Oil. It’s just oil from his bike.
Finally, he said without looking up, “You’re still here?”
“I guess I was just on my way out.”
“Well, don’t let me stop you.” He dried his hands and then reached into the cabinet to his left and pulled out an empty glass.
A glass of water and some headache medicine sounded heavenly right about now. So Cyn said, “Can I get one of those?”
He left the cabinet door open instead of getting her a cup and walked away from it. Cyn gritted her teeth and moved slowly toward the sink, fighting the tiredness that threatened to consume her. Everything ached. Her back, her hips, even her knees.
Her fingers trembled as she filled the glass, and when she looked down, she saw that her shirt sleeves were rolled up. Exposing her arms and exposing her wounds. The bandages were missing.
Cyn stopped cold. “Did you do this to me?”
“Cut you? No.”
“I know you didn’t cut me. I meant, did you take off my bandages?”
“That was all you.”
“For some reason I decided to just take them off? Why the fuck would I do that?”
“You had your reasons.” He walked over to the door and held it wide open. “Now, you
said something about leaving?”
“Yeah. Right.” Cyn shook her head in disbelief and dropped her glass on the counter. She’d actually thought he might be able to help her. So much for that. Carefully rolling down the sleeves of her shirt, Cyn doubled back into the living room and found her coat lying on the floor beside the couch, then she met him at the door. Her breath fogged up, and the cold night air bit right through her. Damn, it’s cold out.

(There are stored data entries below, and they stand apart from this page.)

//! CLI interface for spelling-algebra
//!
//! Provides command-line utilities for compiling formula lists and running
//! them over syllable dictionaries.

pub mod args;
pub mod commands;
pub mod detect;

pub use args::{Cli, Commands};
pub use detect::{detect_format, InputFormat};
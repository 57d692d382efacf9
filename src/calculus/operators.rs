//! Standard formula operators.

use std::borrow::Cow;

use regex::Regex;
use rustc_hash::FxHashMap;

use super::{require_args, CalculusError};
use crate::algebra::calculation::{Calculation, CalculationError};
use crate::algebra::spelling::{Spelling, SpellingType};

/// Maximum number of bytes a single rewrite may add to a spelling.
///
/// Guards against runaway replacements such as `xform/$/$0$0/` blowing up
/// across rounds.
pub const MAX_EXPANSION: usize = 64;

/// Credibility added to spellings derived by `fuzz`: `ln(0.5)`.
pub const FUZZY_SPELLING_PENALTY: f64 = -std::f64::consts::LN_2;

/// Credibility added to spellings derived by `abbrev`: `ln(0.5)`.
pub const ABBREVIATION_PENALTY: f64 = -std::f64::consts::LN_2;

fn check_expansion(before: &str, after: &str) -> Result<(), CalculationError> {
    if after.len() > before.len() + MAX_EXPANSION {
        return Err(CalculationError::ExpansionLimit {
            text: before.to_string(),
            limit: MAX_EXPANSION,
        });
    }
    Ok(())
}

/// Brace numbered group references so `$1ve` means group 1 followed by
/// `ve`, not a group named `1ve`.
fn normalize_replacement(replacement: &str) -> String {
    let mut out = String::with_capacity(replacement.len() + 4);
    let mut chars = replacement.chars().peekable();
    while let Some(c) = chars.next() {
        if c != '$' {
            out.push(c);
            continue;
        }
        match chars.peek() {
            Some('$') => {
                out.push_str("$$");
                chars.next();
            }
            Some(d) if d.is_ascii_digit() => {
                out.push_str("${");
                while let Some(&d) = chars.peek() {
                    if !d.is_ascii_digit() {
                        break;
                    }
                    out.push(d);
                    chars.next();
                }
                out.push('}');
            }
            _ => out.push('$'),
        }
    }
    out
}

/// `xlit/from/to/`: character-for-character transliteration.
#[derive(Debug, Clone)]
pub struct Transliteration {
    table: FxHashMap<char, char>,
}

impl Transliteration {
    /// Build from two tables of equal character count.
    pub fn new(from: &str, to: &str) -> Result<Self, CalculusError> {
        let (nfrom, nto) = (from.chars().count(), to.chars().count());
        if nfrom != nto {
            return Err(CalculusError::LengthMismatch { from: nfrom, to: nto });
        }
        if nfrom == 0 {
            return Err(CalculusError::EmptyPattern);
        }
        Ok(Self {
            table: from.chars().zip(to.chars()).collect(),
        })
    }

    pub(crate) fn parse(args: &[&str]) -> Result<Box<dyn Calculation>, CalculusError> {
        require_args("xlit", args, 2)?;
        Ok(Box::new(Self::new(args[0], args[1])?))
    }
}

impl Calculation for Transliteration {
    fn apply(&self, spelling: &mut Spelling) -> Result<bool, CalculationError> {
        let mut modified = false;
        let result: String = spelling
            .text
            .chars()
            .map(|c| match self.table.get(&c) {
                Some(&r) => {
                    modified |= r != c;
                    r
                }
                None => c,
            })
            .collect();
        if modified {
            spelling.text = result;
        }
        Ok(modified)
    }

    fn describe(&self) -> String {
        let mut pairs: Vec<_> = self.table.iter().collect();
        pairs.sort_unstable();
        let (from, to): (String, String) = pairs.into_iter().map(|(&a, &b)| (a, b)).unzip();
        format!("xlit/{}/{}/", from, to)
    }
}

/// How a regex rewrite treats the original entry and the result.
#[derive(Debug, Clone, Copy, PartialEq, Eq)]
pub enum RewriteMode {
    /// `xform`: replace the original
    Transform,
    /// `derive`: keep the original, fork the result
    Derive,
    /// `fuzz`: as `Derive`, result is [`SpellingType::Ambiguous`]
    Fuzz,
    /// `abbrev`: as `Derive`, result is [`SpellingType::Abbreviation`]
    Abbreviate,
}

impl RewriteMode {
    fn operator(self) -> &'static str {
        match self {
            RewriteMode::Transform => "xform",
            RewriteMode::Derive => "derive",
            RewriteMode::Fuzz => "fuzz",
            RewriteMode::Abbreviate => "abbrev",
        }
    }
}

/// `xform`, `derive`, `fuzz` and `abbrev`: regex replace-all.
#[derive(Debug, Clone)]
pub struct Transformation {
    pattern: Regex,
    replacement: String,
    mode: RewriteMode,
}

impl Transformation {
    /// Compile `pattern`; `replacement` may reference its groups.
    pub fn new(mode: RewriteMode, pattern: &str, replacement: &str) -> Result<Self, CalculusError> {
        if pattern.is_empty() {
            return Err(CalculusError::EmptyPattern);
        }
        Ok(Self {
            pattern: Regex::new(pattern)?,
            replacement: normalize_replacement(replacement),
            mode,
        })
    }

    pub(crate) fn parse(mode: RewriteMode, args: &[&str]) -> Result<Box<dyn Calculation>, CalculusError> {
        require_args(mode.operator(), args, 2)?;
        Ok(Box::new(Self::new(mode, args[0], args[1])?))
    }

    /// The rewrite mode.
    pub fn mode(&self) -> RewriteMode {
        self.mode
    }
}

impl Calculation for Transformation {
    fn apply(&self, spelling: &mut Spelling) -> Result<bool, CalculationError> {
        let result = match self.pattern.replace_all(&spelling.text, self.replacement.as_str()) {
            Cow::Borrowed(_) => return Ok(false),
            Cow::Owned(result) => result,
        };
        if result == spelling.text {
            return Ok(false);
        }
        check_expansion(&spelling.text, &result)?;
        spelling.text = result;

        let properties = &mut spelling.properties;
        match self.mode {
            RewriteMode::Transform | RewriteMode::Derive => {}
            RewriteMode::Fuzz => {
                properties.kind = SpellingType::Ambiguous;
                properties.credibility += FUZZY_SPELLING_PENALTY;
            }
            RewriteMode::Abbreviate => {
                properties.kind = SpellingType::Abbreviation;
                properties.credibility += ABBREVIATION_PENALTY;
            }
        }
        Ok(true)
    }

    fn deletion(&self) -> bool {
        self.mode == RewriteMode::Transform
    }

    fn describe(&self) -> String {
        format!("{}/{}/{}/", self.mode.operator(), self.pattern.as_str(), self.replacement)
    }
}

/// `erase/pattern/`: drop spellings the pattern matches in full.
#[derive(Debug, Clone)]
pub struct Erasion {
    pattern: Regex,
    source: String,
}

impl Erasion {
    /// Compile `pattern`, anchored at both ends.
    pub fn new(pattern: &str) -> Result<Self, CalculusError> {
        if pattern.is_empty() {
            return Err(CalculusError::EmptyPattern);
        }
        Ok(Self {
            pattern: Regex::new(&format!("^(?:{})$", pattern))?,
            source: pattern.to_string(),
        })
    }

    pub(crate) fn parse(args: &[&str]) -> Result<Box<dyn Calculation>, CalculusError> {
        require_args("erase", args, 1)?;
        Ok(Box::new(Self::new(args[0])?))
    }
}

impl Calculation for Erasion {
    fn apply(&self, spelling: &mut Spelling) -> Result<bool, CalculationError> {
        if spelling.text.is_empty() || !self.pattern.is_match(&spelling.text) {
            return Ok(false);
        }
        spelling.text.clear();
        Ok(true)
    }

    fn addition(&self) -> bool {
        false
    }

    fn describe(&self) -> String {
        format!("erase/{}/", self.source)
    }
}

“The funeral will be at the church,” he said.
“Yeah, okay.”
Cyn turned her back before she could say anything more. Before she could beg him to let her stay a little longer inside the warm house, before she could tell him how even sleeping on a lumpy couch was ten times better than sleeping on a concrete floor, before she could ask if he’d give her a ride back so she wouldn’t have to walk in the cold, before she could say that she didn’t know if Hunter’s brother would be waiting for her when she got back to her apartment and that she really, really, really just wanted someone to be there in case he was.
He didn’t want to hear any of those things, and she didn’t want to have to say them.
~ ~ ~
He caught up with her about ten minutes after she’d left.
Cyn heard a motorcycle behind her as she walked away from Father Montgomery’s house, hands stuffed deep into her pockets to keep them warm. She grimaced when she saw the black-clad rider. “Keep driving, keep driving, keep driving.”
He cut her off by stopping the bike right in front of her.
Cyn tried to go around him, but he just straddled the bike and slowly followed her. She let it go on for a few minutes before coming to a halt. “What? Why are you here?”
“To give you a ride back to your place.”
“Now you suddenly want to give me a ride? Why not when I left the house?”
He didn’t answer, and she started to walk again. “Okay, come on,” he said. “It’s nighttime and I felt bad, all right? Anything could happen to you out here, and I don’t need that on my conscience.”
“I’m fine, and your conscience is clear. I absolve you. Now go away.”